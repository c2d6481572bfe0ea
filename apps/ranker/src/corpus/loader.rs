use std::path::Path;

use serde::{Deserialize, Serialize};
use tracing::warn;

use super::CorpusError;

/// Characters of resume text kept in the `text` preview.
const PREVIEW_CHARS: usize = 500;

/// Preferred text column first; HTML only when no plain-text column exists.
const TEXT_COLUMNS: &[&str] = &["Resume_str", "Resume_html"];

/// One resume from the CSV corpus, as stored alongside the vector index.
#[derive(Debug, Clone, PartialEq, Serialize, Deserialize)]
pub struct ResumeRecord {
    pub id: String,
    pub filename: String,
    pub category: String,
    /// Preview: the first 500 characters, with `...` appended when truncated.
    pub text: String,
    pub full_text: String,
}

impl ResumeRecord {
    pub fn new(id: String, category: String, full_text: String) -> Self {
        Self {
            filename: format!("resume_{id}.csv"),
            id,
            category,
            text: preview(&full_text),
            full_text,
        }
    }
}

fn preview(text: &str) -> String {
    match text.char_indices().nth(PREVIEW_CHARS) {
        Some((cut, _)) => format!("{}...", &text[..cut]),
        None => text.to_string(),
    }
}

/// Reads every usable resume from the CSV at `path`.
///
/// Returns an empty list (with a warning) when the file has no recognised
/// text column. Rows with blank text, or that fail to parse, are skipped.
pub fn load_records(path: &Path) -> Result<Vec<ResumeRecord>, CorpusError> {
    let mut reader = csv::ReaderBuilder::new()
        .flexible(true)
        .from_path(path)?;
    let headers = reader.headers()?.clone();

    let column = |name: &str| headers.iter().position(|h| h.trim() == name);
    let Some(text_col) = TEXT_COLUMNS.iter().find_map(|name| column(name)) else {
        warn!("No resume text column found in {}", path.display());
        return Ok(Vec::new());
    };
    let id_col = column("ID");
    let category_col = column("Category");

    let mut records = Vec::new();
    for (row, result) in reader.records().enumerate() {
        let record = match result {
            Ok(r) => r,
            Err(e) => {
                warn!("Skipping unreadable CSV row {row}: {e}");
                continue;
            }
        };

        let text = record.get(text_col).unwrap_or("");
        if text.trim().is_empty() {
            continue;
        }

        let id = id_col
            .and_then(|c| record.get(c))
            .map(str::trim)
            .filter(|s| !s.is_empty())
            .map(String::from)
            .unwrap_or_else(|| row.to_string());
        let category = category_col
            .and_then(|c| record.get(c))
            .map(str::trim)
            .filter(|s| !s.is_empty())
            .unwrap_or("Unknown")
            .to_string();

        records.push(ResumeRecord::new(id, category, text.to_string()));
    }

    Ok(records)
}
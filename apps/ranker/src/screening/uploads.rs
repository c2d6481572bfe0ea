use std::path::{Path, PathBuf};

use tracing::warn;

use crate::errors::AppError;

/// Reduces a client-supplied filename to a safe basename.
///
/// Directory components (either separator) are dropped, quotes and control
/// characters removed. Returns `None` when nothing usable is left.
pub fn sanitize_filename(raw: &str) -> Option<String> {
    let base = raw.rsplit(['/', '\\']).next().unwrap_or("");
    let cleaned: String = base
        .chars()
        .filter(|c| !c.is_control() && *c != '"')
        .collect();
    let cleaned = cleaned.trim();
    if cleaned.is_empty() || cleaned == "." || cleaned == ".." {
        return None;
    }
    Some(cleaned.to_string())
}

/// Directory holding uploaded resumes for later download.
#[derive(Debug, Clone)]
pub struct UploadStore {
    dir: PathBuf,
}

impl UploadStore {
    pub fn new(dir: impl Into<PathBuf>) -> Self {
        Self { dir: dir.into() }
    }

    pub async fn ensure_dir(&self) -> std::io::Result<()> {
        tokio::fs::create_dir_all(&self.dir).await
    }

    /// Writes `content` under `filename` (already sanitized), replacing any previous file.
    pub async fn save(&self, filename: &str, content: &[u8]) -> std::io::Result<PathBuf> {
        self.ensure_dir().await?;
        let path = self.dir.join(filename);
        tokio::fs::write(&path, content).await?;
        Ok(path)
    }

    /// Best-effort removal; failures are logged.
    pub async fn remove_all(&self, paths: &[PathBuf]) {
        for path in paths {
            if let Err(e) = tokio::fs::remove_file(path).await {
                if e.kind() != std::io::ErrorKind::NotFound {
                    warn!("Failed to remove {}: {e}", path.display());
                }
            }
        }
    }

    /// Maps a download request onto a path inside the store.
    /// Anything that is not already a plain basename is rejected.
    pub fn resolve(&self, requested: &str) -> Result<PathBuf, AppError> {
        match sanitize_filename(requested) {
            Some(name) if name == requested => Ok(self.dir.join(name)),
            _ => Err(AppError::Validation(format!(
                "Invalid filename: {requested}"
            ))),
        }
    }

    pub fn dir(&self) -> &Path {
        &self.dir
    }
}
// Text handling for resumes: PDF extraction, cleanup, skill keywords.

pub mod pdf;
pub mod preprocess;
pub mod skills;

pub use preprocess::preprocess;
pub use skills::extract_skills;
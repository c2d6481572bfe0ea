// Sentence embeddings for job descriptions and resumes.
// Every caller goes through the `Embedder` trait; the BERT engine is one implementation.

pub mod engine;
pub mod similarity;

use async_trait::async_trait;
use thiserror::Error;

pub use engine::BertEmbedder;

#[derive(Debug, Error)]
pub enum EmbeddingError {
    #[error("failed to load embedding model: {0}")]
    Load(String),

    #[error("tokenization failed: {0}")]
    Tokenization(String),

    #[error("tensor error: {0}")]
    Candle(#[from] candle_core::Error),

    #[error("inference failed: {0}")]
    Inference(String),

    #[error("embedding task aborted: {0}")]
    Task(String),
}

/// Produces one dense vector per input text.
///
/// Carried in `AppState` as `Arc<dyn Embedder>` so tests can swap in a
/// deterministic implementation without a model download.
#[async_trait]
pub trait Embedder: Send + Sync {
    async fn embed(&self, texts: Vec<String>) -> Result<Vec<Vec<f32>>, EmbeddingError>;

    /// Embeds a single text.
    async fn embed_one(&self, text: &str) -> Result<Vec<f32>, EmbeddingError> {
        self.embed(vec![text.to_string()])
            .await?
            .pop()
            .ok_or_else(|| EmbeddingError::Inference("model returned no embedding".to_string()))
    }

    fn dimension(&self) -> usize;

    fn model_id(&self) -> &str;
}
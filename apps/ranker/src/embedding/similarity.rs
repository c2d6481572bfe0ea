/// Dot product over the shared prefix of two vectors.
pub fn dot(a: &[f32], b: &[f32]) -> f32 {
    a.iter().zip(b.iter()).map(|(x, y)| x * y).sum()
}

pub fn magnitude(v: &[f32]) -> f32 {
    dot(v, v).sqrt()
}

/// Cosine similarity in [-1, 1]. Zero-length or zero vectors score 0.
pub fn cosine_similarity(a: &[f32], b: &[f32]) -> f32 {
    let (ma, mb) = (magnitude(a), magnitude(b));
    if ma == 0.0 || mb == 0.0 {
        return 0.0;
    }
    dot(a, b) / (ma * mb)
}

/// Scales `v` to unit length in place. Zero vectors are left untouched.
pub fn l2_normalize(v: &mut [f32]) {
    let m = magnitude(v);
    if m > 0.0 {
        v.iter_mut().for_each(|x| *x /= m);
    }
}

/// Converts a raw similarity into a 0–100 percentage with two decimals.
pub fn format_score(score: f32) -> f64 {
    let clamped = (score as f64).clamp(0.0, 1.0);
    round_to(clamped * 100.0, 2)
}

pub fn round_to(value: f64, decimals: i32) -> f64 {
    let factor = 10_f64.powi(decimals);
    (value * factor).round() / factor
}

################

Looking at the material above, please copy exactly every line from its first line through the line containing "the vector index.", with both ends included and nothing else.

Task output:
repository c2d6481572bfe0ea
filename apps/ranker/src/corpus/loader.rs
use std::path::Path;

use serde::{Deserialize, Serialize};
use tracing::warn;

use super::CorpusError;

/// Characters of resume text kept in the `text` preview.
const PREVIEW_CHARS: usize = 500;

/// Preferred text column first; HTML only when no plain-text column exists.
const TEXT_COLUMNS: &[&str] = &["Resume_str", "Resume_html"];

/// One resume from the CSV corpus, as stored alongside the vector index.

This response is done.